◆ PROMPT
Give the number of lines in the listing that contain "format", with no other words.

◆ DATA EXCERPTS

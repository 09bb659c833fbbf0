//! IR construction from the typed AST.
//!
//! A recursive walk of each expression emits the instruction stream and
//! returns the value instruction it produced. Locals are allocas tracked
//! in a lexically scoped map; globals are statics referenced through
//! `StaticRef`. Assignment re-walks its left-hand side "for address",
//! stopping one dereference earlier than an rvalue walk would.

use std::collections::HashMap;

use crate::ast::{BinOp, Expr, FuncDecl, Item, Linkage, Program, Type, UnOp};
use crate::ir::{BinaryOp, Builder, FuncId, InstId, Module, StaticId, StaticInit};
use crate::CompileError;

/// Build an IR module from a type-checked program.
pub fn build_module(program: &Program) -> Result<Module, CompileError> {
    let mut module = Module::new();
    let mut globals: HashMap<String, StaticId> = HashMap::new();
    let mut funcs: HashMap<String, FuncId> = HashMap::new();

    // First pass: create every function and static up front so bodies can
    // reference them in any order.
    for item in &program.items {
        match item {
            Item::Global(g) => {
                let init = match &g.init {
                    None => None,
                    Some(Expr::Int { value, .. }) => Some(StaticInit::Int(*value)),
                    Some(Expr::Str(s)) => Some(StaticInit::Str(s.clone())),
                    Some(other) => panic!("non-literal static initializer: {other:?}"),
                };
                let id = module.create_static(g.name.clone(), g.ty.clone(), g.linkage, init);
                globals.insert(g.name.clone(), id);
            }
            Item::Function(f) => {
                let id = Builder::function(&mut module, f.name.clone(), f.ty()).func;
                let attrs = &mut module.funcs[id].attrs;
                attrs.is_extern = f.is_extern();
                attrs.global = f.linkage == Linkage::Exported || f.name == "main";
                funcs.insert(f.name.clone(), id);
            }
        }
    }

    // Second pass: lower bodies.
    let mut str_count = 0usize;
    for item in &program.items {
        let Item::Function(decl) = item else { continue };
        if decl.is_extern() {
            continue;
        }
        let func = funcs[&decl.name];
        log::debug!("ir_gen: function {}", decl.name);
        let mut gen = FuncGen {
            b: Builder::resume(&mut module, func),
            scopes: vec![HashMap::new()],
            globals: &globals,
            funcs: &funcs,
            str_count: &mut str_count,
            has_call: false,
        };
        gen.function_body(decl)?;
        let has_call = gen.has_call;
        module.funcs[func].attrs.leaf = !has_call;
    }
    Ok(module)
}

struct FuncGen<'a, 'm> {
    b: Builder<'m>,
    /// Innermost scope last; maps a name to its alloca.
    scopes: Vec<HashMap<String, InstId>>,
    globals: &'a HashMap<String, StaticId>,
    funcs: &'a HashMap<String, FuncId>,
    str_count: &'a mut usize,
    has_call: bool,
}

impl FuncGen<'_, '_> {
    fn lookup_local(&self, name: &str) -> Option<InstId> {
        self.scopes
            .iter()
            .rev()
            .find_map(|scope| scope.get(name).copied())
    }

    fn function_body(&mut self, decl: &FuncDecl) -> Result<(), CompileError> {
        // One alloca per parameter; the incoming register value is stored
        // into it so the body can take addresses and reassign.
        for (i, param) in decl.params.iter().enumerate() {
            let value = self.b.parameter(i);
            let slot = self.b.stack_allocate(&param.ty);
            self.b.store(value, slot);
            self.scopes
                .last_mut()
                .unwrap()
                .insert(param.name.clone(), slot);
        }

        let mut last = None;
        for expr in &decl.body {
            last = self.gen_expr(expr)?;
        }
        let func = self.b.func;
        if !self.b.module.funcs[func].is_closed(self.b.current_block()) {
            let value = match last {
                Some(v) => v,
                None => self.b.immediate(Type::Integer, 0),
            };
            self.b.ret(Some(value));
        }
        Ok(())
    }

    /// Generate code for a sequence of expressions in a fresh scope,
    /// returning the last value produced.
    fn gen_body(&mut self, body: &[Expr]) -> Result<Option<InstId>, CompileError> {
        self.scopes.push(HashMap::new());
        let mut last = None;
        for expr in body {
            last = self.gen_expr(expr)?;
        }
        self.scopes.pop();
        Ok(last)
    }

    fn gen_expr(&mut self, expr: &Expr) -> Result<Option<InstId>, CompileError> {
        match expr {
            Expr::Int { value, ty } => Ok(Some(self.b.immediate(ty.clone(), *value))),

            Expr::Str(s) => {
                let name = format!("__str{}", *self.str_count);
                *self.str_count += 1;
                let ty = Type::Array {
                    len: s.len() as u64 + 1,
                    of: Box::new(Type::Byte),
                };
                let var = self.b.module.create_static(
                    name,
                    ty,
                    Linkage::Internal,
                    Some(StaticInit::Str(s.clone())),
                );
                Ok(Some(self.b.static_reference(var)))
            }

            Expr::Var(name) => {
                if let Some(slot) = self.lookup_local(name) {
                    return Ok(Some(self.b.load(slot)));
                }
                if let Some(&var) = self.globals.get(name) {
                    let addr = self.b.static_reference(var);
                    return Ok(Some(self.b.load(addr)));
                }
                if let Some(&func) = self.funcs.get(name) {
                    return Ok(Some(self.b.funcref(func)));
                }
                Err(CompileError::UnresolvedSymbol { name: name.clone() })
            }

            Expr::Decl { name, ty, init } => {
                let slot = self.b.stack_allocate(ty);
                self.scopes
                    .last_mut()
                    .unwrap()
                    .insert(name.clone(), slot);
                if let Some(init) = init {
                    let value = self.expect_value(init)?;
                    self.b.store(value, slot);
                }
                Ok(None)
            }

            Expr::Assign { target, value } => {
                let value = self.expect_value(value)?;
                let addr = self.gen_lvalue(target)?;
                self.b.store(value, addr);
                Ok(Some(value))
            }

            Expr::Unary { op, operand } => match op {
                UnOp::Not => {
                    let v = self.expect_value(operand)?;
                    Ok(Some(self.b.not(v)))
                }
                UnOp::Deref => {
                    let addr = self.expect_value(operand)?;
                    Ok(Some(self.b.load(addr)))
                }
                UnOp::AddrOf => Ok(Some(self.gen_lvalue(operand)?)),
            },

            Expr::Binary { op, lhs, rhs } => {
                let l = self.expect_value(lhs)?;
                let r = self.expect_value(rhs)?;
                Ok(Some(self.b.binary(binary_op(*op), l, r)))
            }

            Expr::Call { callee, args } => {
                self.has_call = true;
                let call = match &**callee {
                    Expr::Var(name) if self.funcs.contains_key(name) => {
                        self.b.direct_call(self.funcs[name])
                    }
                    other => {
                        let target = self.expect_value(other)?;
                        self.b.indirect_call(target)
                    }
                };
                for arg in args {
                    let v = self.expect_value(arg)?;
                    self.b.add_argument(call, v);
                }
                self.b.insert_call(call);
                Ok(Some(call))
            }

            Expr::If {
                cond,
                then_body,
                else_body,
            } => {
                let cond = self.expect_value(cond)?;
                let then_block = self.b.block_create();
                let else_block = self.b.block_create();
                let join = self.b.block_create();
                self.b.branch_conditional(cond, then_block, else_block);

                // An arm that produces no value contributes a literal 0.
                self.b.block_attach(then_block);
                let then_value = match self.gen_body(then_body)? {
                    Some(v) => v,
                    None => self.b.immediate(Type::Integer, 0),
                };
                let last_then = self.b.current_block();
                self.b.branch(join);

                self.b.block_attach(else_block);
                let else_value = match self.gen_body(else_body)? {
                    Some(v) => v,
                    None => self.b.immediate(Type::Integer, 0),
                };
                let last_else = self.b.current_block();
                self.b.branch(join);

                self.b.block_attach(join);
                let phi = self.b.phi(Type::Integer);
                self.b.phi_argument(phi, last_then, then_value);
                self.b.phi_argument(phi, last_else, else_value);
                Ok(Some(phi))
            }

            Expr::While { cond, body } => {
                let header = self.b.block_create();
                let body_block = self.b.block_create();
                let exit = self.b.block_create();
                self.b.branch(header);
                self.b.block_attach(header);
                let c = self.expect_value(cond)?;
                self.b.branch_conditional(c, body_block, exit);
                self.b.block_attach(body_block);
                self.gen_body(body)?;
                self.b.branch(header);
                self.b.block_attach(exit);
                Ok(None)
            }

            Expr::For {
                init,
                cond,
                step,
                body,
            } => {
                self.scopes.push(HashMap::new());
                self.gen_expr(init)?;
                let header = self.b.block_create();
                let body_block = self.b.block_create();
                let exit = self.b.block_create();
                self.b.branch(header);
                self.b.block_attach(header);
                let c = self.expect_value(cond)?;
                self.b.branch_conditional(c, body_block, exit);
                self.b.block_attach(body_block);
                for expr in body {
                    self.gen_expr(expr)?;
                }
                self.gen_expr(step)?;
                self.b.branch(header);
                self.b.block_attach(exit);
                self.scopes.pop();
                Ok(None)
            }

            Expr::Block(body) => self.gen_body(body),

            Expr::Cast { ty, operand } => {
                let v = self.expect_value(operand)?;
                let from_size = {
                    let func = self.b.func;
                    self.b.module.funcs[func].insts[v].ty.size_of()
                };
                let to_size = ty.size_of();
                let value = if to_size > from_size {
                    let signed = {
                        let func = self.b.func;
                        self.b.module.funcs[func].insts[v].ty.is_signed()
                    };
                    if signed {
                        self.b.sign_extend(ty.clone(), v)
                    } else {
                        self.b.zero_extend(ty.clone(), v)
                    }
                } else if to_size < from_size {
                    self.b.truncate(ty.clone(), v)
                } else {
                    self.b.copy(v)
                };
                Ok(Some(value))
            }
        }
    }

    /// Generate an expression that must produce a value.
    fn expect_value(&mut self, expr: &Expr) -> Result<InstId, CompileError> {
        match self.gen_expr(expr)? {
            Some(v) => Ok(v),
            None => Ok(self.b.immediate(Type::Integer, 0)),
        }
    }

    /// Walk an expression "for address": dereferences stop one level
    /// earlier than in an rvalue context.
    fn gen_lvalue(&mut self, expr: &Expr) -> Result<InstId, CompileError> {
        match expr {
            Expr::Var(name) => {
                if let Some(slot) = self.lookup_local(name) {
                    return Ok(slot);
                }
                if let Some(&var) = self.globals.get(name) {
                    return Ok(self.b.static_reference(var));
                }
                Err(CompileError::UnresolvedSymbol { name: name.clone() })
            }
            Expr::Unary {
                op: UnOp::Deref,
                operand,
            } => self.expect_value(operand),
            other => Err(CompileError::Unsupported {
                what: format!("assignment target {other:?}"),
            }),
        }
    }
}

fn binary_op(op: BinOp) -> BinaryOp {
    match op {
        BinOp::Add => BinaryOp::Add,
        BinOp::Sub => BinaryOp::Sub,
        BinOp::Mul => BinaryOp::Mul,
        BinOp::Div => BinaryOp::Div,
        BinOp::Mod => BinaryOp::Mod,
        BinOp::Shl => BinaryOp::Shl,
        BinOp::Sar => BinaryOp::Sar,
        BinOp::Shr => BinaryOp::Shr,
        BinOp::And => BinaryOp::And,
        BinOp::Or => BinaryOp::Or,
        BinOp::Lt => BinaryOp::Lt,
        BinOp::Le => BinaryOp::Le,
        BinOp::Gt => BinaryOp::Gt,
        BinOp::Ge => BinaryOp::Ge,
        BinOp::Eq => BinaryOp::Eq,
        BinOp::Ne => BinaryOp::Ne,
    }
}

◆ SOLUTION TO THIS TASK
2